_Aim of the task_
Copy out each line of the entries below in which the string "impl" appears.

Data excerpts
//! Per-call mapping state

use std::cell::Cell;

use time::format_description::{self, OwnedFormatItem};
use time::PrimitiveDateTime;

use crate::config::Config;
use crate::error::{Error, ErrorKind, Result, Span};

/// State shared by one serialize or deserialize call
///
/// Holds the compiled date format and the current object nesting depth.
#[derive(Debug)]
pub struct Context<'c> {
    config: &'c Config,
    date_format: OwnedFormatItem,
    depth: Cell<u16>,
}

impl<'c> Context<'c> {
    pub fn new(config: &'c Config) -> Result<Self> {
        let date_format = format_description::parse_owned::<2>(config.date_format())
            .map_err(|err| {
                Error::with_message(
                    ErrorKind::InvalidValue {
                        expected: "date format description".to_string(),
                        found: config.date_format().to_string(),
                    },
                    Span::empty(),
                    format!("invalid date format `{}`: {err}", config.date_format()),
                )
            })?;
        Ok(Self {
            config,
            date_format,
            depth: Cell::new(0),
        })
    }

    pub fn config(&self) -> &'c Config {
        self.config
    }

    pub fn depth(&self) -> u16 {
        self.depth.get()
    }

    /// Enter one nesting level; the level is left when the guard drops
    pub fn descend(&self) -> Result<DepthGuard<'_>> {
        let depth = self.depth.get().saturating_add(1);
        let max = self.config.max_depth();
        if max != 0 && depth > max {
            return Err(Error::new(ErrorKind::MaxDepthExceeded { max }, Span::empty()));
        }
        self.depth.set(depth);
        Ok(DepthGuard { depth: &self.depth })
    }

    pub fn format_date(&self, value: &PrimitiveDateTime) -> Result<String> {
        value.format(&self.date_format).map_err(|err| {
            Error::with_message(
                ErrorKind::InvalidValue {
                    expected: self.config.date_format().to_string(),
                    found: value.to_string(),
                },
                Span::empty(),
                format!("cannot format date: {err}"),
            )
        })
    }

    pub fn parse_date(&self, text: &str) -> Result<PrimitiveDateTime> {
        PrimitiveDateTime::parse(text, &self.date_format)
            .map_err(|_| Error::invalid_value(self.config.date_format(), text))
    }
}

/// Restores the depth counter of a [`Context`] on drop
#[derive(Debug)]
pub struct DepthGuard<'a> {
    depth: &'a Cell<u16>,
}

impl Drop for DepthGuard<'_> {
    fn drop(&mut self) {
        self.depth.set(self.depth.get().saturating_sub(1));
    }
}

#[cfg(test)]
mod tests {
    use super::*;
    use time::macros::datetime;

    #[test]
    fn test_default_date_format() -> Result<()> {
        let config = Config::default();
        let ctx = Context::new(&config)?;
        let value = datetime!(2024-03-09 07:05:00);
        assert_eq!(ctx.format_date(&value)?, "2024-03-09 07:05:00");
        assert_eq!(ctx.parse_date("2024-03-09 07:05:00")?, value);
        Ok(())
    }

    #[test]
    fn test_custom_date_format() -> Result<()> {
        let config = Config::default().with_date_format("[day].[month].[year] [hour]:[minute]:[second]");
        let ctx = Context::new(&config)?;
        let value = datetime!(2001-12-31 23:59:58);
        assert_eq!(ctx.format_date(&value)?, "31.12.2001 23:59:58");
        assert!(ctx.parse_date("2001-12-31 23:59:58").is_err());
        Ok(())
    }

    #[test]
    fn test_invalid_date_format() {
        let config = Config::default().with_date_format("[year");
        let err = Context::new(&config).unwrap_err();
        assert!(matches!(err.kind(), ErrorKind::InvalidValue { .. }));
    }

    #[test]
    fn test_depth_guard() -> Result<()> {
        let config = Config::default().with_max_depth(2);
        let ctx = Context::new(&config)?;
        {
            let _outer = ctx.descend()?;
            let _inner = ctx.descend()?;
            assert_eq!(ctx.depth(), 2);
            let err = ctx.descend().unwrap_err();
            assert_eq!(err.kind(), &ErrorKind::MaxDepthExceeded { max: 2 });
        }
        assert_eq!(ctx.depth(), 0);
        Ok(())
    }
}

_Your response_
impl<'c> Context<'c> {
impl Drop for DepthGuard<'_> {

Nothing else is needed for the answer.